Itzhak Schipper, mort à Maïdanek en 1943, confiait à Alexandre Donat : « Tout ce que nous savons des peuples assassinés est ce que leurs assassins ont bien voulu en dire. Si nos assassins remportent la victoire, si ce sont eux qui écrivent l’histoire […] ils peuvent nous gommer de la mémoire du monde […]. Mais si c’est nous qui écrivons l’histoire de cette période de larmes et de sang – et je suis persuadé que nous le ferons – qui nous croira ? Personne ne voudra nous croire, parce que notre désastre est le désastre du monde civilisé dans sa totalité. »
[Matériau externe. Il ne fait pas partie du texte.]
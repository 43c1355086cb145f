//! # trustproofs
//!
//! A small HTTP service that answers `GET /api/trust-proofs` with JSON.
//!
//! The pieces, in request order:
//!
//! - [`Server`] — hyper listener (HTTP/1.1 and HTTP/2), graceful shutdown on
//!   SIGTERM / Ctrl-C
//! - [`Router`] — radix-tree routing via [`matchit`], `/api` mounted with
//!   [`Router::nest`]
//! - [`controllers::TrustProofsController`] — produces the payload
//! - [`write_json`] — turns a [`Reply`] into exactly one JSON [`Response`]
//!
//! ## Quick start
//!
//! ```rust,no_run
//! use std::sync::Arc;
//!
//! use trustproofs::controllers::TrustProofsController;
//! use trustproofs::{app, Config, Server};
//!
//! #[tokio::main]
//! async fn main() -> Result<(), trustproofs::Error> {
//!     let config = Config::from_env()?;
//!     let router = app::build(Arc::new(TrustProofsController::default()));
//!     Server::bind(config.addr()).serve(router).await
//! }
//! ```
//!
//! ## Writing handlers
//!
//! A handler is any `async fn(Request) -> impl IntoResponse`. JSON handlers
//! return a [`Reply`], or a [`ResponsePayload`] from [`respond_with_code`]
//! when the status is not `200`:
//!
//! ```rust
//! use trustproofs::{respond_with_code, Reply, Request, ResponsePayload};
//! use serde_json::json;
//!
//! async fn ok(_req: Request) -> Reply {
//!     Reply::raw(json!({ "trustProofs": [] }))
//! }
//!
//! async fn missing(_req: Request) -> ResponsePayload {
//!     respond_with_code(404, json!({ "error": "no such proof" }))
//! }
//! ```

mod config;
mod error;
mod handler;
mod method;
mod request;
mod response;
mod router;
mod server;
mod writer;

pub mod app;
pub mod controllers;
pub mod health;

pub use config::Config;
pub use error::Error;
pub use handler::Handler;
pub use method::Method;
pub use request::Request;
pub use response::{IntoResponse, Response, ResponseBuilder};
pub use router::Router;
pub use server::Server;
pub use writer::{respond_with_code, write_json, Reply, ResponsePayload};
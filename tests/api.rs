//! Route-level tests for the assembled application.

use std::sync::Arc;

use bytes::Bytes;
use http::StatusCode;
use http_body_util::Empty;
use trustproofs::controllers::{TrustProof, TrustProofsController};
use trustproofs::{app, respond_with_code, Method, Reply, Request, ResponsePayload, Router};

fn get(path: &str) -> http::Request<Empty<Bytes>> {
    http::Request::get(path).body(Empty::new()).unwrap()
}

fn sample_proof() -> TrustProof {
    TrustProof {
        metadata_digest: "bWV0YQ==".to_owned(),
        dataset_digest: "ZGF0YQ==".to_owned(),
        signature: "c2ln".to_owned(),
        did_publisher: "did:iota:publisher".to_owned(),
    }
}

#[tokio::test]
async fn test_trust_proofs_default_is_200_json() {
    let app = app::build(Arc::new(TrustProofsController::default()));

    let res = app.dispatch(get("/api/trust-proofs")).await;

    assert_eq!(res.status_code(), StatusCode::OK);
    assert_eq!(res.header("content-type"), Some("application/json"));
    let json: serde_json::Value = serde_json::from_slice(res.body()).unwrap();
    assert_eq!(json, serde_json::json!({ "trustProofs": [] }));
}

#[tokio::test]
async fn test_trust_proofs_body_is_indented_camel_case() {
    let controller = TrustProofsController::new(vec![sample_proof()]);
    let app = app::build(Arc::new(controller));

    let res = app.dispatch(get("/api/trust-proofs")).await;
    let body = std::str::from_utf8(res.body()).unwrap();

    assert!(body.starts_with("{\n  \"trustProofs\": [\n    {\n"));
    let json: serde_json::Value = serde_json::from_str(body).unwrap();
    assert_eq!(json["trustProofs"][0]["didPublisher"], "did:iota:publisher");
    assert_eq!(json["trustProofs"][0]["metadataDigest"], "bWV0YQ==");
}

#[tokio::test]
async fn test_wrapper_status_reaches_the_wire() {
    async fn conflict(_req: Request) -> ResponsePayload {
        respond_with_code(409, serde_json::json!({ "error": "duplicate proof" }))
    }
    let app = Router::new().nest("/api", Router::new().on(Method::Get, "/trust-proofs", conflict));

    let res = app.dispatch(get("/api/trust-proofs")).await;

    assert_eq!(res.status_code(), StatusCode::CONFLICT);
    assert_eq!(res.body(), b"{\n  \"error\": \"duplicate proof\"\n}");
}

#[tokio::test]
async fn test_root_and_probes() {
    let app = app::build(Arc::new(TrustProofsController::default()));

    let root = app.dispatch(get("/")).await;
    assert_eq!(root.status_code(), StatusCode::OK);
    assert_eq!(root.body(), b"Hello world!");

    for path in ["/healthz", "/readyz"] {
        let res = app.dispatch(get(path)).await;
        assert_eq!(res.status_code(), StatusCode::OK, "{path}");
    }
}

#[tokio::test]
async fn test_unknown_path_and_wrong_method() {
    let app = app::build(Arc::new(TrustProofsController::default()));

    assert_eq!(app.dispatch(get("/trust-proofs")).await.status_code(), StatusCode::NOT_FOUND);

    let post = http::Request::post("/api/trust-proofs").body(Empty::<Bytes>::new()).unwrap();
    assert_eq!(app.dispatch(post).await.status_code(), StatusCode::METHOD_NOT_ALLOWED);
}

#[tokio::test]
async fn test_falsy_payloads_reach_the_body() {
    let app = Router::new()
        .on(Method::Get, "/zero", |_req: Request| async { Reply::raw(0) })
        .on(Method::Get, "/false", |_req: Request| async { Reply::raw(false) });

    for (path, expected) in [("/zero", "0"), ("/false", "false")] {
        let res = app.dispatch(get(path)).await;
        assert_eq!(res.status_code(), StatusCode::OK, "{path}");
        assert_eq!(res.header("content-type"), Some("application/json"), "{path}");
        assert_eq!(res.body(), expected.as_bytes(), "{path}");
    }
}

#[tokio::test]
async fn test_out_of_range_code_falls_back_to_200() {
    async fn bogus(_req: Request) -> ResponsePayload {
        respond_with_code(700, serde_json::json!({ "ok": false }))
    }
    let app = Router::new().on(Method::Get, "/bogus", bogus);

    let res = app.dispatch(get("/bogus")).await;

    assert_eq!(res.status_code(), StatusCode::OK);
    assert_eq!(res.header("content-type"), Some("application/json"));
    assert_eq!(res.body(), b"{\n  \"ok\": false\n}");
}

#[tokio::test]
async fn test_head_trust_proofs_has_headers_only() {
    let app = app::build(Arc::new(TrustProofsController::default()));
    let head = http::Request::head("/api/trust-proofs").body(Empty::<Bytes>::new()).unwrap();

    let res = app.dispatch(head).await;
    let full = app.dispatch(get("/api/trust-proofs")).await;

    assert_eq!(res.status_code(), StatusCode::OK);
    assert_eq!(res.header("content-type"), Some("application/json"));
    assert!(res.body().is_empty());
    assert_eq!(res.header("content-length"), Some(full.body().len().to_string().as_str()));
}

#[tokio::test]
async fn test_trailing_slash_is_served() {
    let app = app::build(Arc::new(TrustProofsController::default()));

    let res = app.dispatch(get("/api/trust-proofs/")).await;

    assert_eq!(res.status_code(), StatusCode::OK);
    assert_eq!(res.body(), b"{\n  \"trustProofs\": []\n}");
}
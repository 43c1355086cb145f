//! Handler trait and type erasure.
//!
//! The router holds handlers of different concrete types in one map, so each
//! handler is erased behind `dyn ErasedHandler`:
//!
//! ```text
//! async fn list(req: Request) -> Reply { … }   ← user writes this
//!        ↓ router.on(Method::Get, "/", list)
//! list.into_boxed_handler()                    ← Handler blanket impl
//!        ↓
//! Arc::new(FnHandler(list))                    ← stored as BoxedHandler
//!        ↓
//! handler.call(req)  at request time           ← one vtable dispatch
//!        ↓
//! Box::pin(async { list(req).await.into_response() })
//! ```

use std::future::Future;
use std::pin::Pin;
use std::sync::Arc;

use crate::request::Request;
use crate::response::{IntoResponse, Response};

/// A heap-allocated, type-erased future that resolves to a [`Response`].
pub(crate) type BoxFuture = Pin<Box<dyn Future<Output = Response> + Send + 'static>>;

/// Internal dispatch interface.
///
/// `#[doc(hidden)] pub` because it appears in the return type of the public
/// `Handler` trait's `into_boxed_handler` method.
#[doc(hidden)]
pub trait ErasedHandler {
    fn call(&self, req: Request) -> BoxFuture;
}

/// A type-erased handler shared across concurrent requests.
#[doc(hidden)]
pub type BoxedHandler = Arc<dyn ErasedHandler + Send + Sync + 'static>;

/// Implemented for every valid route handler.
///
/// Satisfied automatically by any function or closure of the shape
///
/// ```text
/// Fn(Request) -> impl Future<Output = impl IntoResponse>
/// ```
///
/// Sealed: only the blanket impl below can satisfy it.
pub trait Handler: private::Sealed + Send + Sync + 'static {
    #[doc(hidden)]
    fn into_boxed_handler(self) -> BoxedHandler;
}

mod private {
    pub trait Sealed {}
}

impl<F, Fut, R> private::Sealed for F
where
    F: Fn(Request) -> Fut + Send + Sync + 'static,
    Fut: Future<Output = R> + Send + 'static,
    R: IntoResponse + Send + 'static,
{
}

impl<F, Fut, R> Handler for F
where
    F: Fn(Request) -> Fut + Send + Sync + 'static,
    Fut: Future<Output = R> + Send + 'static,
    R: IntoResponse + Send + 'static,
{
    fn into_boxed_handler(self) -> BoxedHandler {
        Arc::new(FnHandler(self))
    }
}

/// Bridges a concrete handler `F` to the trait-object world.
struct FnHandler<F>(F);

impl<F, Fut, R> ErasedHandler for FnHandler<F>
where
    F: Fn(Request) -> Fut + Send + Sync,
    Fut: Future<Output = R> + Send + 'static,
    R: IntoResponse + Send + 'static,
{
    fn call(&self, req: Request) -> BoxFuture {
        let fut = (self.0)(req);
        Box::pin(async move { fut.await.into_response() })
    }
}
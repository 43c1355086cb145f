//! Unified error type.

/// The error type returned by the service's fallible operations.
///
/// Application-level outcomes (404, 422, etc.) are expressed as HTTP
/// [`Response`](crate::Response) values, not as `Error`s. This type surfaces
/// infrastructure failures: reading configuration, binding to a port or
/// accepting a connection.
#[derive(Debug, thiserror::Error)]
pub enum Error {
    #[error("io: {0}")]
    Io(#[from] std::io::Error),

    #[error("config: {0}")]
    Config(String),
}
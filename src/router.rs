//! Radix-tree request router.
//!
//! One tree per HTTP method. O(path-length) lookup. Sub-routers can be
//! mounted under a prefix with [`Router::nest`], which is how the `/api`
//! surface is attached to the root router.

use std::collections::HashMap;
use std::fmt::Display;
use std::sync::Arc;

use http::StatusCode;
use http_body_util::BodyExt;
use hyper::body::Body;
use matchit::Router as MatchitRouter;

use crate::handler::{BoxedHandler, Handler};
use crate::method::Method;
use crate::request::Request;
use crate::response::Response;

/// The application router.
///
/// Build it once at startup and pass it to [`Server::serve`](crate::Server::serve).
/// Each registration returns `self` so calls chain naturally.
pub struct Router {
    routes: HashMap<Method, MatchitRouter<BoxedHandler>>,
    // Registration order, kept so the router can be re-mounted under a prefix.
    entries: Vec<(Method, String, BoxedHandler)>,
}

enum Lookup {
    Found(BoxedHandler, HashMap<String, String>),
    MethodNotAllowed,
    NotFound,
}

impl Router {
    pub fn new() -> Self {
        Self { routes: HashMap::new(), entries: Vec::new() }
    }

    /// Register a handler for a method + path pair.
    ///
    /// Path parameters use `{name}` syntax and are read back with
    /// `req.param("name")`.
    ///
    /// # Panics
    ///
    /// Panics if `path` conflicts with an already registered route or is not
    /// a valid route pattern.
    pub fn on(self, method: Method, path: &str, handler: impl Handler) -> Self {
        self.add(method, path.to_owned(), handler.into_boxed_handler())
    }

    /// Mounts every route of `router` under `prefix`.
    ///
    /// ```rust
    /// # use trustproofs::{Method, Request, Router};
    /// # async fn list(_: Request) -> &'static str { "" }
    /// let api = Router::new().on(Method::Get, "/trust-proofs", list);
    /// let app = Router::new().nest("/api", api); // GET /api/trust-proofs
    /// ```
    pub fn nest(mut self, prefix: &str, router: Router) -> Self {
        let prefix = prefix.trim_end_matches('/');
        for (method, path, handler) in router.entries {
            let full = if path == "/" { format!("{prefix}/") } else { format!("{prefix}{path}") };
            self = self.add(method, full, handler);
        }
        self
    }

    fn add(mut self, method: Method, path: String, handler: BoxedHandler) -> Self {
        self.routes
            .entry(method)
            .or_default()
            .insert(path.clone(), Arc::clone(&handler))
            .unwrap_or_else(|e| panic!("invalid route `{path}`: {e}"));
        self.entries.push((method, path, handler));
        self
    }

    fn lookup(&self, method: Method, path: &str) -> Lookup {
        let mut found = self.find(method, path);
        // HEAD is served by the GET handler wherever no HEAD handler exists.
        if found.is_none() && method == Method::Head {
            found = self.find(Method::Get, path);
        }
        if let Some(found) = found {
            return found;
        }

        let elsewhere = self.routes.iter()
            .any(|(m, tree)| *m != method && at(tree, path).is_some());
        if elsewhere { Lookup::MethodNotAllowed } else { Lookup::NotFound }
    }

    fn find(&self, method: Method, path: &str) -> Option<Lookup> {
        let matched = at(self.routes.get(&method)?, path)?;
        let params = matched.params.iter()
            .map(|(k, v)| (k.to_owned(), v.to_owned()))
            .collect();
        Some(Lookup::Found(Arc::clone(matched.value), params))
    }

    /// Routes one request and produces its one response.
    ///
    /// The body is buffered before the handler runs. Unknown paths get `404`,
    /// known paths with no handler for the method get `405`, and a body that
    /// fails mid-read gets `400`. `HEAD` falls back to the `GET` handler and
    /// answers with its headers only. A trailing slash is ignored when the
    /// exact path has no route.
    pub async fn dispatch<B>(&self, req: http::Request<B>) -> Response
    where
        B: Body,
        B::Error: Display,
    {
        let (parts, body) = req.into_parts();

        let Ok(method) = Method::try_from(&parts.method) else {
            return Response::status(StatusCode::METHOD_NOT_ALLOWED);
        };

        let (handler, params) = match self.lookup(method, parts.uri.path()) {
            Lookup::Found(handler, params) => (handler, params),
            Lookup::MethodNotAllowed => return Response::status(StatusCode::METHOD_NOT_ALLOWED),
            Lookup::NotFound => return Response::status(StatusCode::NOT_FOUND),
        };

        let body = match body.collect().await {
            Ok(collected) => collected.to_bytes(),
            Err(e) => {
                tracing::warn!(error = %e, "failed to read request body");
                return Response::status(StatusCode::BAD_REQUEST);
            }
        };

        let response = handler.call(Request::new(method, parts, body, params)).await;
        if method == Method::Head { response.into_head() } else { response }
    }
}

/// Exact match first, then the path without its trailing slash, so
/// `/api/trust-proofs/` reaches the `/api/trust-proofs` handler.
fn at<'t, 'p>(
    tree: &'t MatchitRouter<BoxedHandler>,
    path: &'p str,
) -> Option<matchit::Match<'t, 'p, &'t BoxedHandler>> {
    if let Ok(matched) = tree.at(path) {
        return Some(matched);
    }
    let trimmed = path.trim_end_matches('/');
    if trimmed.is_empty() || trimmed.len() == path.len() {
        return None;
    }
    tree.at(trimmed).ok()
}

impl Default for Router {
    fn default() -> Self { Self::new() }
}

#[cfg(test)]
mod tests {
    use bytes::Bytes;
    use http_body_util::Empty;

    use super::*;

    fn get(path: &str) -> http::Request<Empty<Bytes>> {
        http::Request::get(path).body(Empty::new()).unwrap()
    }

    async fn echo_id(req: Request) -> String {
        req.param("id").unwrap_or("none").to_owned()
    }

    #[tokio::test]
    async fn nested_routes_are_prefixed() {
        let api = Router::new()
            .on(Method::Get, "/", |_req: Request| async { "index" })
            .on(Method::Get, "/items/{id}", echo_id);
        let app = Router::new().nest("/api/", api);

        assert_eq!(app.dispatch(get("/api/items/7")).await.body(), b"7");
        assert_eq!(app.dispatch(get("/api/")).await.body(), b"index");
        assert_eq!(app.dispatch(get("/items/7")).await.status_code(), StatusCode::NOT_FOUND);
    }

    #[tokio::test]
    async fn wrong_method_is_405() {
        let app = Router::new().on(Method::Get, "/x", |_req: Request| async { "x" });
        let req = http::Request::post("/x").body(Empty::<Bytes>::new()).unwrap();
        assert_eq!(app.dispatch(req).await.status_code(), StatusCode::METHOD_NOT_ALLOWED);
    }

    #[tokio::test]
    async fn handler_sees_buffered_body() {
        let app = Router::new().on(Method::Post, "/len", |req: Request| async move {
            req.body().len().to_string()
        });
        let req = http::Request::post("/len")
            .body(http_body_util::Full::new(Bytes::from_static(b"abcd")))
            .unwrap();
        assert_eq!(app.dispatch(req).await.body(), b"4");
    }

    #[tokio::test]
    async fn head_uses_get_handler_without_body() {
        let app = Router::new().on(Method::Get, "/x", |_req: Request| async { "four" });
        let req = http::Request::head("/x").body(Empty::<Bytes>::new()).unwrap();

        let res = app.dispatch(req).await;

        assert_eq!(res.status_code(), StatusCode::OK);
        assert!(res.body().is_empty());
        assert_eq!(res.header("content-length"), Some("4"));
        assert_eq!(res.header("content-type"), Some("text/plain; charset=utf-8"));
    }

    #[tokio::test]
    async fn trailing_slash_reaches_route() {
        let app = Router::new()
            .nest("/api", Router::new().on(Method::Get, "/items/{id}", echo_id));

        assert_eq!(app.dispatch(get("/api/items/9/")).await.body(), b"9");
        assert_eq!(app.dispatch(get("/api/items/9//")).await.body(), b"9");
        assert_eq!(app.dispatch(get("/")).await.status_code(), StatusCode::NOT_FOUND);
    }

    #[tokio::test]
    async fn handler_reads_request_line_and_headers() {
        let app = Router::new().on(Method::Delete, "/proofs/{id}", |req: Request| async move {
            format!(
                "{} {} {} {}",
                req.method(),
                req.path(),
                req.param("id").unwrap_or("-"),
                req.header("X-Request-Id").unwrap_or("-"),
            )
        });
        let req = http::Request::delete("/proofs/7?force=1")
            .header("x-request-id", "abc")
            .body(Empty::<Bytes>::new())
            .unwrap();

        assert_eq!(app.dispatch(req).await.body(), b"DELETE /proofs/7 7 abc");
    }

    #[test]
    #[should_panic(expected = "invalid route")]
    fn conflicting_route_panics() {
        let _ = Router::new()
            .on(Method::Get, "/a", |_req: Request| async { "" })
            .on(Method::Get, "/a", |_req: Request| async { "" });
    }
}
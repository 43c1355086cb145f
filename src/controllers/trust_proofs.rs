//! `/trust-proofs` controller.

use std::sync::Arc;

use serde::{Deserialize, Serialize};

use crate::{Method, Reply, Request, Router};

/// A published trust proof. Digests and signature are base64 text and are
/// not interpreted here.
#[derive(Clone, Debug, PartialEq, Eq, Deserialize, Serialize)]
#[serde(rename_all = "camelCase")]
pub struct TrustProof {
    pub metadata_digest: String,
    pub dataset_digest: String,
    pub signature: String,
    pub did_publisher: String,
}

#[derive(Serialize)]
#[serde(rename_all = "camelCase")]
struct TrustProofList<'a> {
    trust_proofs: &'a [TrustProof],
}

#[derive(Debug, Default)]
pub struct TrustProofsController {
    proofs: Vec<TrustProof>,
}

impl TrustProofsController {
    pub fn new(proofs: Vec<TrustProof>) -> Self {
        Self { proofs }
    }

    /// `GET /trust-proofs`, relative to wherever the router is mounted.
    pub fn routes(self: Arc<Self>) -> Router {
        Router::new().on(Method::Get, "/trust-proofs", move |req: Request| {
            let controller = Arc::clone(&self);
            async move { controller.create_trust_proof(req).await }
        })
    }

    pub async fn create_trust_proof(&self, req: Request) -> Reply {
        tracing::debug!(path = req.path(), count = self.proofs.len(), "serving trust proofs");
        Reply::raw(TrustProofList { trust_proofs: &self.proofs })
    }
}
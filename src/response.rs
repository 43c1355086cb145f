//! Outgoing HTTP response type and the [`IntoResponse`] conversion trait.
//!
//! JSON handlers normally go through [`crate::writer`], which resolves status
//! codes and serializes payloads. This module is the layer underneath it.

use bytes::Bytes;
use http::header::{CONTENT_LENGTH, CONTENT_TYPE, HeaderName, HeaderValue};
use http::StatusCode;
use http_body_util::Full;

pub(crate) const APPLICATION_JSON: &str = "application/json";
const TEXT_PLAIN: &str = "text/plain; charset=utf-8";

// ── Response ─────────────────────────────────────────────────────────────────

/// An outgoing HTTP response.
///
/// ```rust
/// use trustproofs::Response;
/// use http::StatusCode;
///
/// Response::text("hello");
/// Response::status(StatusCode::NO_CONTENT);
/// Response::builder()
///     .status(StatusCode::CREATED)
///     .header("location", "/api/trust-proofs/42")
///     .json(br#"{"id":42}"#.to_vec());
/// ```
#[derive(Debug)]
pub struct Response {
    pub(crate) body: Bytes,
    pub(crate) headers: Vec<(HeaderName, HeaderValue)>,
    pub(crate) status: StatusCode,
}

impl Response {
    /// `200 OK` — `application/json`.
    pub fn json(body: impl Into<Bytes>) -> Self {
        Self::builder().json(body)
    }

    /// `200 OK` — `text/plain; charset=utf-8`.
    pub fn text(body: impl Into<String>) -> Self {
        Self::builder().text(body)
    }

    /// Response with no body.
    pub fn status(code: StatusCode) -> Self {
        Self { body: Bytes::new(), headers: Vec::new(), status: code }
    }

    /// Builder for responses that need a custom status or extra headers.
    pub fn builder() -> ResponseBuilder {
        ResponseBuilder { headers: Vec::new(), status: StatusCode::OK }
    }

    pub fn status_code(&self) -> StatusCode { self.status }
    pub fn body(&self) -> &[u8] { &self.body }

    /// Header lookup by name. Names are stored lowercased.
    pub fn header(&self, name: &str) -> Option<&str> {
        self.headers.iter()
            .find(|(k, _)| k.as_str().eq_ignore_ascii_case(name))
            .and_then(|(_, v)| v.to_str().ok())
    }

    /// Drops the body for a `HEAD` answer, keeping the length it would have had.
    pub(crate) fn into_head(mut self) -> Self {
        self.headers.push((CONTENT_LENGTH, HeaderValue::from(self.body.len())));
        self.body = Bytes::new();
        self
    }

    /// Converts into the `http` response hyper writes to the wire.
    pub(crate) fn into_inner(self) -> http::Response<Full<Bytes>> {
        let mut res = http::Response::new(Full::new(self.body));
        *res.status_mut() = self.status;
        let headers = res.headers_mut();
        for (name, value) in self.headers {
            headers.append(name, value);
        }
        res
    }
}

// ── ResponseBuilder ───────────────────────────────────────────────────────────

/// Fluent builder for [`Response`].
///
/// Obtain via [`Response::builder()`]. Defaults to `200 OK`.
/// Terminated by a typed body method.
pub struct ResponseBuilder {
    headers: Vec<(HeaderName, HeaderValue)>,
    status: StatusCode,
}

impl ResponseBuilder {
    pub fn status(mut self, code: StatusCode) -> Self {
        self.status = code;
        self
    }

    /// Adds a header. Invalid names or values are dropped with a warning.
    pub fn header(mut self, name: &str, value: &str) -> Self {
        match (HeaderName::try_from(name), HeaderValue::try_from(value)) {
            (Ok(n), Ok(v)) => self.headers.push((n, v)),
            _ => tracing::warn!(header = name, "dropping invalid response header"),
        }
        self
    }

    /// Terminate with a JSON body (`application/json`).
    pub fn json(self, body: impl Into<Bytes>) -> Response {
        self.finish(APPLICATION_JSON, body.into())
    }

    /// Terminate with a plain-text body (`text/plain; charset=utf-8`).
    pub fn text(self, body: impl Into<String>) -> Response {
        self.finish(TEXT_PLAIN, Bytes::from(body.into()))
    }

    /// Terminate with no body.
    pub fn no_body(self) -> Response {
        Response { body: Bytes::new(), headers: self.headers, status: self.status }
    }

    fn finish(self, content_type: &'static str, body: Bytes) -> Response {
        let mut headers = vec![(CONTENT_TYPE, HeaderValue::from_static(content_type))];
        headers.extend(self.headers);
        Response { body, headers, status: self.status }
    }
}

// ── IntoResponse ──────────────────────────────────────────────────────────────

/// Conversion into an HTTP [`Response`].
///
/// Implement on your own types to return them directly from handlers. The
/// JSON reply types in [`crate::writer`] implement it by delegating to
/// [`write_json`](crate::write_json).
pub trait IntoResponse {
    fn into_response(self) -> Response;
}

impl IntoResponse for Response {
    fn into_response(self) -> Response { self }
}

impl IntoResponse for &'static str {
    fn into_response(self) -> Response { Response::text(self) }
}

impl IntoResponse for String {
    fn into_response(self) -> Response { Response::text(self) }
}

/// Return a bare status from a handler: `return StatusCode::NOT_FOUND`
impl IntoResponse for StatusCode {
    fn into_response(self) -> Response { Response::status(self) }
}
mod trust_proofs;

pub use trust_proofs::{TrustProof, TrustProofsController};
Pour dire le désastre absolu qui frappe le peuple juif d’Europe, les poètes yiddish captent des fragments, des éclats de vérité. Ils sont soumis à un double impératif : l’impossibilité d’exprimer l’indicible qui se confond avec l’obligation de témoigner. Au ghetto, à Varsovie, à Vilno, à Lodz, à Cracovie, plus tard dans les camps, à Treblinka, à Auschwitz, avant la mort dans les chambres à gaz, on écrit dans l’urgence. S’arrachant au mutisme, une poétique du cri perce le silence du monde, sa surdité et sa cécité, pour l’obliger à entendre, à voir. Émotion et rigueur historique se conjuguent pour faire surgir la force poétique de ces innombrables textes sauvés de l’oubli.
Rachel Ertel nous restitue les voix d’une poésie de l’anéantissement : à notre tour, nous devenons « le témoin du témoin ».